FWIW the quizzes are by far our most popular feature amongst users I’m doing interviews with.
Re: making them optional. It’s possible this would be better, but if a user wants to skip a quiz they can very quickly give a dummy answer, which is an ok user experience so I’m not prioritising looking into it.
One way I’m worried we’re getting things wrong is getting the question difficulty right for more users. I think the early lessons might have questions that are too easy, and later lessons don’t build enough on each other, so there’s no scaffolding. I think we’ll prioritise working on that soon. Another feature I’m hoping to build is more quiz interaction types (from cloze and drag-and-drop on the faster end to build to open text grading on the more difficult end).
Re. skipping the quiz by putting in a dummy answer: I agree the user experience is fine if people are bought into doing the whole thing. My worry is that when I try to imagine young-me, (I think) I’d feel some allergy to the fact-of-compulsory-quizzes, because of the implicit social contract of something like “these people know better; I’m here to be judged”. Which might put me off the site (either making me stop reading, or just orient to the site as “something to be exploited” rather than “my friend to help me”).
I’m intrigued by this thread. I don’t have an informed opinion on the particular aesthetic or choice of quiz questions, but I note some superficial similarities to Coursera, Khan Academy, and TED-Ed, which are aimed at mainly professional age adults, students of all ages, and youth/students (without excluding adults) respectively.
Fun/cute/cartoon aesthetics do seem to abound these days in all sorts of places, not just for kids.
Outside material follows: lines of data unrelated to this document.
//! Secret store access.
//!
//! Everything the sync engine needs from the secret store goes through the
//! [`SecretStore`] trait. Two implementations ship with the crate:
//!
//! - [`HttpStore`]: talks to a running Vault over its HTTP API
//! - [`MemoryStore`]: in-process store used for dry runs and tests
//!
//! ## Adding a New Store
//!
//! 1. Implement the `SecretStore` trait
//! 2. Add the implementation in a new file
//! 3. Re-export from this module and wire it into [`open`]

use std::fmt;

use crate::core::domain::{IssuedToken, Policy, SecretDocument, TokenRequest};
use crate::error::StoreError;

mod backend;
mod http;
mod memory;

pub use backend::open;
pub use http::HttpStore;
pub use memory::{Call, MemoryStore};

/// Result type for store calls.
pub type StoreResult<T> = std::result::Result<T, StoreError>;

/// Secrets engine kinds that can be mounted.
#[derive(Debug, Clone, Copy, PartialEq, Eq)]
pub enum MountKind {
    /// Versioned key/value engine
    KvV2,
}

impl MountKind {
    /// Engine type as the store names it.
    pub fn engine_type(self) -> &'static str {
        match self {
            Self::KvV2 => "kv",
        }
    }

    /// Engine version option, if any.
    pub fn version(self) -> Option<&'static str> {
        match self {
            Self::KvV2 => Some("2"),
        }
    }
}

impl fmt::Display for MountKind {
    fn fmt(&self, f: &mut fmt::Formatter<'_>) -> fmt::Result {
        match self {
            Self::KvV2 => f.write_str("kv-v2"),
        }
    }
}

/// Operations against a secret store.
///
/// Implementations hold their own address and credential. `is_ready` and
/// `mount_exists` swallow errors and answer `false`, because callers poll
/// them; every other call reports failures.
pub trait SecretStore {
    /// Probe whether the store is reachable, unsealed and serving.
    fn is_ready(&self) -> bool;

    /// Whether a secrets engine is mounted at `mount`.
    fn mount_exists(&self, mount: &str) -> bool;

    /// Mount a secrets engine.
    ///
    /// Not idempotent: the store rejects an already-used path, so callers
    /// check [`SecretStore::mount_exists`] first.
    ///
    /// # Errors
    ///
    /// Returns a `StoreError` if the store rejects the mount.
    fn enable_mount(&self, mount: &str, kind: MountKind) -> StoreResult<()>;

    /// Create or overwrite a policy.
    ///
    /// # Errors
    ///
    /// Returns a `StoreError` if the write fails.
    fn write_policy(&self, policy: &Policy) -> StoreResult<()>;

    /// Mint a new token. Never reuses an existing one.
    ///
    /// # Errors
    ///
    /// Returns a `StoreError` if creation fails or the response carries no
    /// credential.
    fn create_token(&self, request: &TokenRequest) -> StoreResult<IssuedToken>;

    /// Write a new version of `mount/key`.
    ///
    /// # Returns
    ///
    /// The version number assigned by the store, when it reports one.
    ///
    /// # Errors
    ///
    /// Returns a `StoreError` if the write fails.
    fn put_secret(&self, mount: &str, key: &str, document: &SecretDocument)
        -> StoreResult<Option<u64>>;

    /// Read the current version of `mount/key`.
    ///
    /// # Returns
    ///
    /// `None` if nothing is stored at the path.
    ///
    /// # Errors
    ///
    /// Returns a `StoreError` if the read fails for any other reason.
    fn get_secret(&self, mount: &str, key: &str) -> StoreResult<Option<SecretDocument>>;
}
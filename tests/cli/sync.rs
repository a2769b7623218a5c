//! Tests for sync.

use predicates::prelude::*;

use crate::support::*;

#[test]
fn test_dry_run_writes_every_section() {
    let t = Test::with_env(SAMPLE_ENV);

    let output = t.sync_dry_run(&[]);
    assert_success(&output);

    assert_stdout_contains(&output, "in-memory (dry run)");
    assert_stdout_contains(&output, "database (3 fields), version 1");
    assert_stdout_contains(&output, "redis (1 field), version 1");
    assert_stdout_contains(&output, "jwt (1 field), version 1");
    assert_stdout_contains(&output, "3 written, 0 failed, 0 unverified");
}

#[test]
fn test_dry_run_masks_values() {
    let t = Test::with_env(SAMPLE_ENV);

    let output = t.sync_dry_run(&[]);
    assert_success(&output);
    assert_stdout_contains(&output, "db_password = ");
    assert_stdout_contains(&output, "fingerprint ");
    assert_stdout_excludes(&output, "s3cr3t-pa55");
}

#[test]
fn test_show_values_prints_normalized_values() {
    let t = Test::with_env(SAMPLE_ENV);

    let output = t.sync_dry_run(&["--show-values"]);
    assert_success(&output);
    assert_stdout_contains(&output, "db_password = s3cr3t-pa55");
    assert_stdout_contains(&output, "redis_url = redis://localhost:6379");
    // Later duplicate wins.
    assert_stdout_contains(&output, "jwt_secret = super-secret-jwt-token");
    assert_stdout_excludes(&output, "jwt_secret = first");
}

#[test]
fn test_dry_run_needs_no_token() {
    let t = Test::with_env("# :app - App\nNAME=thothix\n");

    t.cmd()
        .args(["sync", "--dry-run"])
        .assert()
        .success()
        .stdout(predicate::str::contains("1 written"));
}

#[test]
fn test_mount_flag_is_used() {
    let t = Test::with_env(SAMPLE_ENV);

    let output = t.sync_dry_run(&["--mount", "apps"]);
    assert_success(&output);
    assert_stdout_contains(&output, "mount:  apps");
}

#[test]
fn test_no_sections_is_not_an_error() {
    let t = Test::with_env(FLAT_ENV);

    let output = t.sync_dry_run(&[]);
    assert_success(&output);
    assert_stdout_contains(&output, "no sections found");
}

#[test]
fn test_sync_without_token_fails() {
    let t = Test::with_env("# :app - App\nNAME=thothix\n");

    t.cmd()
        .arg("sync")
        .assert()
        .failure()
        .stderr(predicate::str::contains("no vault credential"));
}

#[test]
fn test_sync_unreachable_store_fails() {
    let t = Test::with_env(SAMPLE_ENV);

    let output = t.unreachable(&["--token", "test-token", "sync"]);
    assert_failure(&output);
    assert_stderr_contains(&output, "vault not ready after 1 attempt(s)");
    assert_stdout_excludes(&output, "written");
}

#[test]
fn test_root_token_from_env_file_is_used() {
    // Credential and address both come from the .env file; the probe fails,
    // proving a real store was opened rather than a missing-token error.
    let t = Test::with_env(
        "VAULT_ADDR=http://127.0.0.1:1\nVAULT_ROOT_TOKEN=root\n# :app - App\nNAME=x\n",
    );

    let output = t
        .cmd()
        .args(["--retries", "1", "--retry-interval-ms", "0", "sync"])
        .output()
        .unwrap();
    assert_failure(&output);
    assert_stderr_contains(&output, "vault not ready");
}

#[test]
fn test_invalid_mount_is_rejected() {
    let t = Test::with_env(SAMPLE_ENV);

    let output = t.sync_dry_run(&["--mount", "bad mount"]);
    assert_failure(&output);
    assert_stderr_contains(&output, "invalid mount");
}
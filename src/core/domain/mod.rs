//! Domain types.

mod document;
mod policy;
mod report;
mod section;
mod token;

pub use document::SecretDocument;
pub use policy::{Capability, Policy, Rule};
pub use report::{SectionOutcome, SectionReport, SyncReport};
pub use section::{ConfigSection, Entry, Sections};
pub use token::{BootstrapTokens, IssuedToken, TokenRequest};
//! Tests for init.

use crate::support::*;

#[test]
fn test_init_dry_run_prints_tokens() {
    let t = Test::with_env(SAMPLE_ENV);

    let output = t.init_dry_run(&[]);
    assert_success(&output);

    assert_stdout_contains(&output, "Initializing Vault");
    assert_stdout_contains(&output, "Tokens");
    assert_stdout_contains(&output, "thothix-app-token-development");
    assert_stdout_contains(&output, "thothix-readonly-token-development");
    assert_stdout_contains(&output, "VAULT_APP_TOKEN=mem.thothix-app.1");
    assert_stdout_contains(&output, "3 written");
}

#[test]
fn test_init_warns_about_new_tokens() {
    let t = Test::with_env(SAMPLE_ENV);

    let output = t.init_dry_run(&[]);
    assert_success(&output);
    assert_stdout_contains(&output, "each init mints new tokens");
}

#[test]
fn test_environment_label_in_token_names() {
    let t = Test::with_env(SAMPLE_ENV);

    let output = t.init_dry_run(&["--environment", "staging"]);
    assert_success(&output);
    assert_stdout_contains(&output, "thothix-app-token-staging");
    assert_stdout_contains(&output, "environment:  staging");
}

#[test]
fn test_node_env_fallback() {
    let t = Test::with_env(SAMPLE_ENV);

    let output = t
        .cmd()
        .env("NODE_ENV", "production")
        .args(["init", "--dry-run"])
        .output()
        .unwrap();
    assert_success(&output);
    assert_stdout_contains(&output, "thothix-app-token-production");
}

#[test]
fn test_mount_names_policies() {
    let t = Test::with_env(SAMPLE_ENV);

    let output = t.init_dry_run(&["--mount", "acme"]);
    assert_success(&output);
    assert_stdout_contains(&output, "policy acme-app");
    assert_stdout_contains(&output, "policy acme-readonly");
}

#[test]
fn test_init_unreachable_store_fails() {
    let t = Test::with_env(SAMPLE_ENV);

    let output = t.unreachable(&["--token", "root", "init"]);
    assert_failure(&output);
    assert_stderr_contains(&output, "vault not ready after 1 attempt(s)");
    assert_stdout_excludes(&output, "Tokens");
}
//! Generative model provider abstraction and the OpenAI-compatible
//! chat-completions implementation.
//!
//! [`GenerativeProvider`] exposes two paths: [`complete`] blocks until the
//! full response is available; [`complete_stream`] returns a lazy stream of
//! text fragments parsed from the server-sent-events body. The same
//! implementation serves a hosted API (OpenAI, Together) or a local
//! llama.cpp server, selected by `base_url`.
//!
//! Generation calls are never retried here: a failed completion may still
//! have billed tokens, so retry policy belongs to the host.
//!
//! [`complete`]: GenerativeProvider::complete
//! [`complete_stream`]: GenerativeProvider::complete_stream

use anyhow::{bail, Context, Result};
use async_stream::try_stream;
use async_trait::async_trait;
use futures::stream::BoxStream;
use futures::StreamExt;
use std::time::Duration;

use crate::config::GenerationConfig;

/// A one-shot stream of completion fragments in generation order.
/// Dropping it closes the underlying HTTP response, cancelling generation.
pub type TokenStream = BoxStream<'static, Result<String>>;

/// Parameters for one completion call, assembled by the query engine.
#[derive(Debug, Clone)]
pub struct CompletionRequest {
    pub system_prompt: String,
    pub user_message: String,
    pub max_tokens: u32,
    pub temperature: f32,
}

/// Produces chat completions, whole or streamed.
#[async_trait]
pub trait GenerativeProvider: Send + Sync {
    /// Model identifier (e.g. `"mistralai/Mixtral-8x7B-Instruct-v0.1"`).
    fn model_name(&self) -> &str;
    /// Block until the full completion is available.
    async fn complete(&self, request: &CompletionRequest) -> Result<String>;
    /// Return fragments as the model produces them.
    async fn complete_stream(&self, request: &CompletionRequest) -> Result<TokenStream>;
}

/// Chat completions over the OpenAI wire protocol.
pub struct OpenAiChatProvider {
    model: String,
    base_url: String,
    api_key: Option<String>,
    timeout_secs: u64,
    client: reqwest::Client,
}

impl OpenAiChatProvider {
    /// Create a provider from configuration.
    ///
    /// # Errors
    ///
    /// Returns an error if the configured API key environment variable is
    /// named but not set, or if the HTTP client cannot be built.
    pub fn new(config: &GenerationConfig) -> Result<Self> {
        let api_key = match config.api_key_env.as_deref() {
            Some(var) if !var.is_empty() => match std::env::var(var) {
                Ok(key) => Some(key),
                Err(_) => bail!("{} environment variable not set", var),
            },
            _ => None,
        };

        // Only a connect timeout on the shared client; the non-streaming
        // path adds a total timeout per request. A total timeout would cut
        // off long streamed generations mid-answer.
        let client = reqwest::Client::builder()
            .connect_timeout(Duration::from_secs(config.timeout_secs))
            .build()?;

        Ok(Self {
            model: config.model.clone(),
            base_url: config.base_url.trim_end_matches('/').to_string(),
            api_key,
            timeout_secs: config.timeout_secs,
            client,
        })
    }

    fn request_body(&self, request: &CompletionRequest, stream: bool) -> serde_json::Value {
        serde_json::json!({
            "model": self.model,
            "messages": [
                { "role": "system", "content": request.system_prompt },
                { "role": "user", "content": request.user_message },
            ],
            "max_tokens": request.max_tokens,
            "temperature": request.temperature,
            "stream": stream,
        })
    }

    async fn send(
        &self,
        body: &serde_json::Value,
        total_timeout: Option<Duration>,
    ) -> Result<reqwest::Response> {
        let url = format!("{}/chat/completions", self.base_url);
        let mut builder = self.client.post(&url).json(body);
        if let Some(key) = &self.api_key {
            builder = builder.bearer_auth(key);
        }
        if let Some(timeout) = total_timeout {
            builder = builder.timeout(timeout);
        }

        let response = builder
            .send()
            .await
            .context("chat completion request failed")?;
        let status = response.status();
        if !status.is_success() {
            let body_text = response.text().await.unwrap_or_default();
            bail!("Chat completions API error {}: {}", status, body_text);
        }
        Ok(response)
    }
}

#[async_trait]
impl GenerativeProvider for OpenAiChatProvider {
    fn model_name(&self) -> &str {
        &self.model
    }

    async fn complete(&self, request: &CompletionRequest) -> Result<String> {
        let body = self.request_body(request, false);
        let response = self
            .send(&body, Some(Duration::from_secs(self.timeout_secs)))
            .await?;
        let json: serde_json::Value = response.json().await?;
        parse_completion_response(&json)
    }

    async fn complete_stream(&self, request: &CompletionRequest) -> Result<TokenStream> {
        let body = self.request_body(request, true);
        let response = self.send(&body, None).await?;

        let stream = try_stream! {
            let mut bytes = response.bytes_stream();
            let mut buffer = String::new();

            'outer: while let Some(chunk) = bytes.next().await {
                let chunk = chunk.context("error reading completion stream")?;
                buffer.push_str(&String::from_utf8_lossy(&chunk));

                // SSE events are newline-delimited `data: {...}` lines.
                while let Some(pos) = buffer.find('\n') {
                    let line = buffer[..pos].trim().to_string();
                    buffer.drain(..=pos);

                    let Some(payload) = line.strip_prefix("data:") else {
                        continue;
                    };
                    let payload = payload.trim();

                    if payload == "[DONE]" {
                        break 'outer;
                    }

                    let event: serde_json::Value = serde_json::from_str(payload)
                        .with_context(|| format!("malformed stream event: {}", payload))?;

                    if let Some(fragment) = event
                        .get("choices")
                        .and_then(|c| c.get(0))
                        .and_then(|c| c.get("delta"))
                        .and_then(|d| d.get("content"))
                        .and_then(|c| c.as_str())
                    {
                        if !fragment.is_empty() {
                            yield fragment.to_string();
                        }
                    }
                }
            }
        };

        Ok(Box::pin(stream))
    }
}

/// Extract `choices[0].message.content` from a non-streaming completion
/// response, trimmed of surrounding whitespace.
fn parse_completion_response(json: &serde_json::Value) -> Result<String> {
    json.get("choices")
        .and_then(|c| c.get(0))
        .and_then(|c| c.get("message"))
        .and_then(|m| m.get("content"))
        .and_then(|c| c.as_str())
        .map(|s| s.trim().to_string())
        .ok_or_else(|| anyhow::anyhow!("Invalid completion response: missing message content"))
}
My uninformed opinion is that I don’t see why it should put off teenagers (talented or otherwise) in particular, but I weakly agree that if something is explicitly pitched at teenagers, that might be offputting!
Thanks for raising this!
We haven’t gotten this feedback in our user interviews yet (most have appreciated the effort to make it more visual and accessible), so I’d be curious to investigate this some more at some point.
That seems fine since you can’t appeal to every type of promising teenager anyway.
Like some folks (who might have found some EA questions very interesting/important) might bounce off pretty quickly but that’s okay because they would bounce off with positive-ish feelings about the content (similar to how they feel about recycling) so no harm done as they can be engaged by something else further down the line.
(It could also be because I’m thinking of talented teenagers (15+ year olds) as basically capable of engaging just as well with content designed for university students/adults but who need some extra resources/help with their specific circumstances rather than requiring entirely new introductory resources that in some ways feel dumbed down)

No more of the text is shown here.